● What is required
Of the records that follow, copy only the lines from the line containing "-> Result<(), CliError>" to the line containing "user input |", both included, exactly as written.

● Information shown
______________________________
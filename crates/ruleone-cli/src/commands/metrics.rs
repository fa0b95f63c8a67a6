use std::sync::Arc;

use ruleone_core::{MetricsRecord, MetricsService, NotFound};
use tokio::task::JoinSet;

use crate::cli::MetricsArgs;
use crate::error::CliError;
use crate::output;

/// Fetches every identifier concurrently. Records are printed in argument
/// order; identifiers without data are reported on stderr.
pub async fn run(
    args: &MetricsArgs,
    service: Arc<MetricsService>,
    default_ticker: &str,
    pretty: bool,
) -> Result<(), CliError> {
    let identifiers = if args.identifiers.is_empty() {
        vec![default_ticker.to_owned()]
    } else {
        args.identifiers.clone()
    };

    let mut tasks = JoinSet::new();
    for (index, identifier) in identifiers.iter().cloned().enumerate() {
        let service = Arc::clone(&service);
        tasks.spawn(async move { (index, service.fetch_company_metrics(&identifier).await) });
    }

    let mut results: Vec<Option<Result<MetricsRecord, NotFound>>> = vec![None; identifiers.len()];
    while let Some(joined) = tasks.join_next().await {
        if let Ok((index, result)) = joined {
            results[index] = Some(result);
        }
    }

    let mut records = Vec::with_capacity(identifiers.len());
    let mut failed = 0;
    for (identifier, result) in identifiers.iter().zip(results) {
        match result {
            Some(Ok(record)) => records.push(record),
            Some(Err(not_found)) => {
                failed += 1;
                eprintln!("error: {not_found}");
            }
            None => {
                failed += 1;
                eprintln!("error: fetch for '{identifier}' ended abnormally");
            }
        }
    }

    match records.as_slice() {
        [] => {}
        [record] if identifiers.len() == 1 => output::render(record, pretty)?,
        _ => output::render(&records, pretty)?,
    }

    if failed > 0 {
        return Err(CliError::NotFound {
            failed,
            requested: identifiers.len(),
        });
    }
    Ok(())
}
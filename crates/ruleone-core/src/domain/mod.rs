//! # Domain Models
//!
//! Typed values that flow between the sources, the orchestrator and the
//! valuation step.
//!
//! | Type | Description |
//! |------|-------------|
//! | [`Symbol`] | Validated exchange ticker |
//! | [`IdentifierKind`] | Ticker / ISIN classification of user input |
//! | [`FundamentalsFragment`] | Partial result from one source |
//! | [`CompanyFundamentals`] | Merged view of all fragments |
//! | [`MetricsRecord`] | Flat record returned to callers |

mod fragment;
mod fundamentals;
mod identifier;
mod metrics;
mod symbol;

pub use fragment::{
    CompanyProfile, FinancialStatements, FragmentKind, FundamentalsFragment, GrowthEstimate,
};
pub use fundamentals::{CompanyFundamentals, GrowthSource, DEBT_EQUITY_UNAVAILABLE};
pub use identifier::{looks_like_isin, IdentifierKind};
pub use metrics::MetricsRecord;
pub use symbol::Symbol;
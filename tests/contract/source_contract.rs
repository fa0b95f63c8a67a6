//! Contract every production source must honor, checked against canned
//! upstreams.

#[path = "../support/mod.rs"]
mod support;

use std::sync::Arc;
use std::time::Duration;

use ruleone_core::{
    AlphaVantageSource, CircuitBreaker, CircuitBreakerConfig, FragmentKind, FundamentalsSource,
    HealthState, ProviderId, ProviderPolicy, RetryConfig, SourceErrorKind, StaticHttpClient,
    Upstream, YahooGrowthSource, YahooProfileSource, YahooSession, ZacksGrowthSource,
};

use support::{acme_upstreams, symbol};

struct SourceCase {
    name: &'static str,
    source: Arc<dyn FundamentalsSource>,
    kind: FragmentKind,
    critical: bool,
}

fn cases_with(client: StaticHttpClient, tripped: bool) -> Vec<SourceCase> {
    let client = Arc::new(client);
    let upstream = |provider| {
        let upstream = Upstream::new(provider, client.clone(), RetryConfig::no_retry());
        if !tripped {
            return upstream;
        }
        let breaker = CircuitBreaker::new(
            provider,
            CircuitBreakerConfig {
                failure_threshold: 1,
                open_timeout: Duration::from_secs(600),
            },
        );
        breaker.record_failure();
        upstream.with_circuit_breaker(Arc::new(breaker))
    };
    let yahoo = upstream(ProviderId::Yahoo);
    let session = Arc::new(YahooSession::default());

    vec![
        SourceCase {
            name: "yahoo profile",
            source: Arc::new(YahooProfileSource::new(yahoo.clone(), Arc::clone(&session))),
            kind: FragmentKind::Profile,
            critical: false,
        },
        SourceCase {
            name: "yahoo growth",
            source: Arc::new(YahooGrowthSource::new(yahoo, session)),
            kind: FragmentKind::GrowthEstimate,
            critical: false,
        },
        SourceCase {
            name: "alphavantage statements",
            source: Arc::new(AlphaVantageSource::new(
                upstream(ProviderId::Alphavantage),
                Some(String::from("demo")),
                &ProviderPolicy::alphavantage(100),
            )),
            kind: FragmentKind::Statements,
            critical: true,
        },
        SourceCase {
            name: "zacks growth",
            source: Arc::new(ZacksGrowthSource::new(upstream(ProviderId::Zacks))),
            kind: FragmentKind::GrowthEstimate,
            critical: false,
        },
    ]
}

fn cases(client: StaticHttpClient) -> Vec<SourceCase> {
    cases_with(client, false)
}

#[tokio::test]
async fn every_source_returns_the_fragment_kind_it_declares() {
    for case in cases(acme_upstreams()) {
        let fragment = case
            .source
            .fetch(&symbol("ACME"))
            .await
            .unwrap_or_else(|error| panic!("{}: fetch failed: {error}", case.name));

        assert_eq!(case.source.kind(), case.kind, "{}: declared kind", case.name);
        assert_eq!(fragment.kind(), case.kind, "{}: fragment kind", case.name);
    }
}

#[test]
fn only_statements_are_critical() {
    for case in cases(StaticHttpClient::new()) {
        assert_eq!(case.source.critical(), case.critical, "{}", case.name);
    }
}

#[tokio::test]
async fn unknown_symbols_fail_with_a_structured_error() {
    // Given: Upstreams that know nothing
    for case in cases(StaticHttpClient::new()) {
        // When: A symbol is fetched
        let error = case
            .source
            .fetch(&symbol("ZZZZ"))
            .await
            .expect_err("nothing to return");

        // Then: The error is classified, not a panic or an empty fragment
        assert!(error.code().starts_with("source."), "{}: {error}", case.name);
        assert!(!error.message().is_empty(), "{}", case.name);
    }
}

#[tokio::test]
async fn fresh_sources_report_healthy() {
    for case in cases(StaticHttpClient::new()) {
        let health = case.source.health().await;
        assert_eq!(health.state, HealthState::Healthy, "{}", case.name);
        assert!(health.is_available(), "{}", case.name);
    }
}

#[tokio::test]
async fn open_circuits_report_unhealthy_and_refuse_upstream_calls() {
    // Given: Every provider's breaker already open
    for case in cases_with(acme_upstreams(), true) {
        // When: Health is checked and a fetch is attempted
        let health = case.source.health().await;
        let error = case
            .source
            .fetch(&symbol("ACME"))
            .await
            .expect_err("circuit open");

        // Then: The source is unavailable without reaching the data endpoint
        assert_eq!(health.state, HealthState::Unhealthy, "{}", case.name);
        assert_eq!(error.kind(), SourceErrorKind::Unavailable, "{}", case.name);
    }
}
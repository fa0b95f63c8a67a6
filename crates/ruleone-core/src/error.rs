use thiserror::Error;

/// Validation and contract errors exposed by `ruleone-core`.
#[derive(Debug, Error, Clone, PartialEq, Eq)]
pub enum ValidationError {
    #[error("symbol cannot be empty")]
    EmptySymbol,
    #[error("symbol length {len} exceeds max {max}")]
    SymbolTooLong { len: usize, max: usize },
    #[error("symbol must start with an ASCII letter or digit: '{ch}'")]
    SymbolInvalidStart { ch: char },
    #[error("symbol contains invalid character '{ch}' at index {index}")]
    SymbolInvalidChar { ch: char, index: usize },

    #[error("invalid source '{value}', expected one of yahoo, alphavantage, zacks")]
    InvalidSource { value: String },

    #[error("field '{field}' must be finite")]
    NonFiniteValue { field: &'static str },
}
______________________________
● Reply
) -> Result<(), CliError> {
    let identifiers = if args.identifiers.is_empty() {
        vec![default_ticker.to_owned()]
    } else {
        args.identifiers.clone()
    };

    let mut tasks = JoinSet::new();
    for (index, identifier) in identifiers.iter().cloned().enumerate() {
        let service = Arc::clone(&service);
        tasks.spawn(async move { (index, service.fetch_company_metrics(&identifier).await) });
    }

    let mut results: Vec<Option<Result<MetricsRecord, NotFound>>> = vec![None; identifiers.len()];
    while let Some(joined) = tasks.join_next().await {
        if let Ok((index, result)) = joined {
            results[index] = Some(result);
        }
    }

    let mut records = Vec::with_capacity(identifiers.len());
    let mut failed = 0;
    for (identifier, result) in identifiers.iter().zip(results) {
        match result {
            Some(Ok(record)) => records.push(record),
            Some(Err(not_found)) => {
                failed += 1;
                eprintln!("error: {not_found}");
            }
            None => {
                failed += 1;
                eprintln!("error: fetch for '{identifier}' ended abnormally");
            }
        }
    }

    match records.as_slice() {
        [] => {}
        [record] if identifiers.len() == 1 => output::render(record, pretty)?,
        _ => output::render(&records, pretty)?,
    }

    if failed > 0 {
        return Err(CliError::NotFound {
            failed,
            requested: identifiers.len(),
        });
    }
    Ok(())
}
filename crates/ruleone-core/src/domain/mod.rs
//! # Domain Models
//!
//! Typed values that flow between the sources, the orchestrator and the
//! valuation step.
//!
//! | Type | Description |
//! |------|-------------|
//! | [`Symbol`] | Validated exchange ticker |
//! | [`IdentifierKind`] | Ticker / ISIN classification of user input |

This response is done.